Hayatımızda en çok tartışılan kavramlardan birisi de eğitimdir. Önemli olduğu noktadında herkes hem fikirdir ancak sorunlara çözüm bulma noktasında bakış açıları oldukça farklıdır. Bu durum, en basit mevzularda böyle olduğu gibi koca bir toplumu ilgilendiren konularda da böyledir. Sonuçta toplumların gelecekleri eğitim denilen sihirli kelimeye bağlı olduğu için her fikir sahibinin bu konuya kafa yorması ve fikirlerine göre adımlar atması normaldir.
Ancak, eğitim sonuçları uzun vadede görülen bir şeydir ve bundan dolayı tartışmalarda kimin haklı kimin haksız olduğu muğlaktır. Ya da kimin eğitim anlayışı doğruymuş sorusuna cevap bulmak yıllar alabilir. Hatta bir nesil. Bu kadar uzun bir girizgahı neden mi yaptım; Malum olduğu üzre, bir kaç gün önce medyaya bir haber yansıdı ve bu haber epey de tartışıldı. İlginç olan ise, bu haberi yorumlarken hem Muhafazakar’ların hem de İşçi Partililer’in kendilerini haklı çıkarmalarıydı. Normaldir. Siyasetin ve hayatın doğası budur.

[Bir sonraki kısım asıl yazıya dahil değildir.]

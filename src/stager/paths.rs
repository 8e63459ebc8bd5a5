use std::env;
use std::path::{Path, PathBuf};

/// The fixed directory taxonomy of a study tree.
///
/// Every directory can be relocated through an environment variable; the
/// defaults match the layout the preprocessing tooling expects, rooted at
/// the current directory.
#[derive(Debug, Clone)]
pub struct StudyPaths {
    pub study_root: PathBuf,
    /// Raw NIfTI scans awaiting preprocessing (`3T`).
    pub raw_dir: PathBuf,
    /// Raw DICOM series (`DICOM`).
    pub dicom_dir: PathBuf,
    /// Output of earlier preprocessing runs (`preprocessed_old`).
    pub preprocessed_old_dir: PathBuf,
    /// Metadata CSV snapshots (`TempMeta`).
    pub temp_meta_dir: PathBuf,
    /// Preprocessing queue (`TempData`).
    pub temp_data_dir: PathBuf,
    /// DICOM-to-NIfTI conversion queue (`2convert`).
    pub convert_queue_dir: PathBuf,
    /// Converted NIfTI output (`Converted`).
    pub converted_dir: PathBuf,
    pub preprocessed_dir: PathBuf,
    pub final_dir: PathBuf,
    /// Unseparated source volumes for robustness evaluation (`DataOri`).
    pub data_ori_dir: PathBuf,
    pub data_sep_dir: PathBuf,
    pub logs_dir: PathBuf,
}

fn env_or_default_path(var: &str, fallback: PathBuf) -> PathBuf {
    match env::var(var) {
        Ok(v) if !v.trim().is_empty() => PathBuf::from(v.trim()),
        _ => fallback,
    }
}

pub fn resolve_paths() -> StudyPaths {
    resolve_paths_with_root(None)
}

/// Resolve the taxonomy, pinning the study root when a CLI override is
/// given; individual directory overrides still win.
pub fn resolve_paths_with_root(root: Option<&Path>) -> StudyPaths {
    let study_root = match root {
        Some(root) => root.to_path_buf(),
        None => env_or_default_path("STAGER_STUDY_ROOT", PathBuf::from(".")),
    };

    let raw_dir = env_or_default_path("STAGER_RAW_DIR", study_root.join("3T"));
    let dicom_dir = env_or_default_path("STAGER_DICOM_DIR", study_root.join("DICOM"));
    let preprocessed_old_dir = env_or_default_path(
        "STAGER_PREPROCESSED_OLD_DIR",
        study_root.join("preprocessed_old"),
    );
    let temp_meta_dir = env_or_default_path("STAGER_TEMP_META_DIR", study_root.join("TempMeta"));
    let temp_data_dir = env_or_default_path("STAGER_TEMP_DATA_DIR", study_root.join("TempData"));
    let convert_queue_dir =
        env_or_default_path("STAGER_CONVERT_QUEUE_DIR", study_root.join("2convert"));
    let converted_dir = env_or_default_path("STAGER_CONVERTED_DIR", study_root.join("Converted"));
    let preprocessed_dir =
        env_or_default_path("STAGER_PREPROCESSED_DIR", study_root.join("preprocessed"));
    let final_dir = env_or_default_path("STAGER_FINAL_DIR", study_root.join("final"));
    let data_ori_dir = env_or_default_path("STAGER_DATA_ORI_DIR", study_root.join("DataOri"));
    let data_sep_dir = env_or_default_path("STAGER_DATA_SEP_DIR", study_root.join("DataSep"));
    let logs_dir = env_or_default_path("STAGER_LOGS_DIR", study_root.join("outputs/logs"));

    StudyPaths {
        study_root,
        raw_dir,
        dicom_dir,
        preprocessed_old_dir,
        temp_meta_dir,
        temp_data_dir,
        convert_queue_dir,
        converted_dir,
        preprocessed_dir,
        final_dir,
        data_ori_dir,
        data_sep_dir,
        logs_dir,
    }
}

impl StudyPaths {
    /// Directories the pipeline writes into; `init` creates these.
    pub fn output_dirs(&self) -> Vec<&Path> {
        vec![
            self.preprocessed_dir.as_path(),
            self.temp_data_dir.as_path(),
            self.convert_queue_dir.as_path(),
            self.converted_dir.as_path(),
            self.final_dir.as_path(),
            self.logs_dir.as_path(),
        ]
    }

    /// Directories that must be populated by hand before the pipeline runs.
    pub fn required_dirs(&self) -> Vec<(&'static str, &Path)> {
        vec![
            ("3T", self.raw_dir.as_path()),
            ("DICOM", self.dicom_dir.as_path()),
            ("preprocessed_old", self.preprocessed_old_dir.as_path()),
            ("TempMeta", self.temp_meta_dir.as_path()),
        ]
    }
}
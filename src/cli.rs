use anyhow::Result;
use clap::{Parser, Subcommand, ValueEnum};
use std::path::PathBuf;

use crate::commands::{
    self, CommandReport, init, move_converted, move_final, move_preprocessed, move_to_convert,
    move_to_preprocess, separate, status,
};

#[derive(Debug, Parser)]
#[command(
    name = "stager",
    version,
    about = "Stage ADNI scans between pipeline directories by metadata matching"
)]
struct Cli {
    /// Emit the command report as JSON instead of plain lines.
    #[arg(long, global = true)]
    json: bool,

    #[command(subcommand)]
    command: Command,
}

#[derive(Debug, Clone, Copy, ValueEnum)]
enum StepArg {
    All,
    MovePreprocessed,
    MoveToPreprocess,
    MoveToConvert,
    MoveFinal,
}

impl From<StepArg> for commands::run::RunStep {
    fn from(value: StepArg) -> Self {
        match value {
            StepArg::All => Self::All,
            StepArg::MovePreprocessed => Self::MovePreprocessed,
            StepArg::MoveToPreprocess => Self::MoveToPreprocess,
            StepArg::MoveToConvert => Self::MoveToConvert,
            StepArg::MoveFinal => Self::MoveFinal,
        }
    }
}

#[derive(Debug, Subcommand)]
enum Command {
    /// Stage already-preprocessed files and export the residual list.
    MovePreprocessed {
        /// MRI sequence (e.g. T1, T2).
        #[arg(long)]
        seq: String,
        /// Diagnostic condition (e.g. AD, CN, MCI).
        #[arg(long)]
        cond: String,
        /// Source root with old preprocessed files.
        #[arg(long)]
        path: Option<PathBuf>,
        /// Tesla field strength.
        #[arg(long)]
        tesla: Option<f64>,
        /// Divider token in scan filenames.
        #[arg(long)]
        divider: Option<String>,
        /// Metadata CSV override.
        #[arg(long)]
        meta: Option<PathBuf>,
        /// Residual export title.
        #[arg(long)]
        title: Option<String>,
    },
    /// Queue raw NIfTI volumes for preprocessing.
    MoveToPreprocess {
        #[arg(long)]
        seq: String,
        #[arg(long)]
        cond: String,
        /// Source root with raw NIfTI volumes.
        #[arg(long)]
        path: Option<PathBuf>,
        #[arg(long)]
        tesla: Option<f64>,
        #[arg(long)]
        divider: Option<String>,
        #[arg(long)]
        meta: Option<PathBuf>,
    },
    /// Queue DICOM series for NIfTI conversion.
    MoveToConvert {
        #[arg(long)]
        seq: String,
        #[arg(long)]
        cond: String,
        /// Source root with raw DICOM series.
        #[arg(long)]
        path: Option<PathBuf>,
        #[arg(long)]
        tesla: Option<f64>,
        #[arg(long)]
        divider: Option<String>,
        #[arg(long)]
        meta: Option<PathBuf>,
    },
    /// Collect converted, segmented volumes into the preprocessed tree.
    MoveConverted {
        #[arg(long)]
        seq: String,
        #[arg(long)]
        cond: String,
        /// Source root with converted NIfTI output.
        #[arg(long)]
        path: Option<PathBuf>,
        #[arg(long)]
        tesla: Option<f64>,
        #[arg(long)]
        divider: Option<String>,
        #[arg(long)]
        meta: Option<PathBuf>,
    },
    /// Move matching files into the final tree by name pattern.
    MoveFinal {
        #[arg(long)]
        seq: String,
        #[arg(long)]
        cond: String,
        #[arg(long)]
        source: Option<PathBuf>,
        #[arg(long)]
        target: Option<PathBuf>,
        /// Substring the filename must contain.
        #[arg(long)]
        pattern: Option<String>,
        #[arg(long)]
        tesla: Option<f64>,
    },
    /// Separate matched volumes per subject/series for robustness runs.
    Separate {
        #[arg(long)]
        seq: String,
        /// Metadata CSV to match against.
        #[arg(long)]
        meta: PathBuf,
        #[arg(long)]
        tesla: Option<f64>,
        #[arg(long)]
        divider: Option<String>,
        /// Keep only baseline-visit rows.
        #[arg(long)]
        only_baseline: bool,
    },
    /// Validate the study tree and report per-stage file counts.
    Status {
        /// Study root override.
        #[arg(long)]
        path: Option<PathBuf>,
    },
    /// Create the output directory taxonomy.
    Init {
        /// Study root override.
        #[arg(long)]
        path: Option<PathBuf>,
    },
    /// Run the pipeline stages in order for one sequence/condition.
    Run {
        #[arg(long)]
        seq: String,
        #[arg(long)]
        cond: String,
        /// Which step(s) to run.
        #[arg(long, value_enum, default_value = "all")]
        step: StepArg,
        /// Old preprocessed root for the first stage.
        #[arg(long)]
        old_path: Option<PathBuf>,
        /// Processed source for the final stage.
        #[arg(long)]
        source_path: Option<PathBuf>,
        /// Final output root.
        #[arg(long)]
        target_path: Option<PathBuf>,
    },
}

pub fn run() -> Result<()> {
    let cli = Cli::parse();

    let report = match cli.command {
        Command::MovePreprocessed {
            seq,
            cond,
            path,
            tesla,
            divider,
            meta,
            title,
        } => move_preprocessed::run(&move_preprocessed::MovePreprocessedOptions {
            seq,
            cond,
            path,
            tesla,
            divider,
            meta,
            title,
        })?,
        Command::MoveToPreprocess {
            seq,
            cond,
            path,
            tesla,
            divider,
            meta,
        } => move_to_preprocess::run(&move_to_preprocess::MoveToPreprocessOptions {
            seq,
            cond,
            path,
            tesla,
            divider,
            meta,
        })?,
        Command::MoveToConvert {
            seq,
            cond,
            path,
            tesla,
            divider,
            meta,
        } => move_to_convert::run(&move_to_convert::MoveToConvertOptions {
            seq,
            cond,
            path,
            tesla,
            divider,
            meta,
        })?,
        Command::MoveConverted {
            seq,
            cond,
            path,
            tesla,
            divider,
            meta,
        } => move_converted::run(&move_converted::MoveConvertedOptions {
            seq,
            cond,
            path,
            tesla,
            divider,
            meta,
        })?,
        Command::MoveFinal {
            seq,
            cond,
            source,
            target,
            pattern,
            tesla,
        } => move_final::run(&move_final::MoveFinalOptions {
            seq,
            cond,
            source,
            target,
            pattern,
            tesla,
        })?,
        Command::Separate {
            seq,
            meta,
            tesla,
            divider,
            only_baseline,
        } => separate::run(&separate::SeparateOptions {
            seq,
            meta,
            tesla,
            divider,
            only_baseline,
        })?,
        Command::Status { path } => status::run(&status::StatusOptions { path })?,
        Command::Init { path } => init::run(&init::InitOptions { path })?,
        Command::Run {
            seq,
            cond,
            step,
            old_path,
            source_path,
            target_path,
        } => commands::run::run(&commands::run::RunOptions {
            seq,
            cond,
            step: step.into(),
            old_path,
            source_path,
            target_path,
        })?,
    };

    finish(report, cli.json)
}

fn finish(report: CommandReport, json: bool) -> Result<()> {
    if json {
        println!("{}", serde_json::to_string_pretty(&report)?);
    } else {
        for detail in &report.details {
            println!("{detail}");
        }
        for (key, value) in &report.counts {
            println!("{key}={value}");
        }
        for issue in &report.issues {
            eprintln!("issue: {issue}");
        }
    }

    if report.ok {
        Ok(())
    } else {
        anyhow::bail!(
            "{} reported {} issue(s)",
            report.command,
            report.issues.len()
        )
    }
}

Avrupa Ekonomik Kalkınma ve İşbirliği Örgütü (OECD)’nün bünyesinde, 2000 yılından itibaren uluslararası çapta bir sınav yapılmaktadır. Kısaca PISA denilen (Uluslararası Öğrenci Değerlendirme Programı) bu sınav, her üç senede bir yapılır. 2012 yılında yapılan en son sınavın sonuçları bir kaç gün önce yayınlandı. Açıkçası, bu tip sınavların eğitim sistemi hakkında sağlıklı fikirler verip vermediği tartışmalıdır. Test ağırlıklı sınav sonuçlarına göre, bütün bir eğitime dair genellemeler yapmak pek doğru değildir. Ancak bunlar yine de bazı şeyleri gösterir bizlere.
Pisa testleri okuma becerisi, matematik ve fen bilimleri alanlarından oluşmaktadır. 15 yaşındaki öğrencilere uygulanan bu testin sonuçlarına göre OECD ülkeleri arasında bir puanlama oluşturulur. 2012 yılındaki sınava, 65 ülkeden 510 bin öğrenci katılmıştır. Sınav sonuçlarına göre en başarılı ülkelerden başlayarak bir sıralama yapılmaktadır. En son yapılan 2012’deki sınava göre, Asya ülkeleri en başarılır ülkelerdir. Çin’in Şanghay ve Hong Kong bölgeleri ile Güney Kore ve Japonya en başta gelen ülkeler iken en başarısız ülke ise Peru’dur.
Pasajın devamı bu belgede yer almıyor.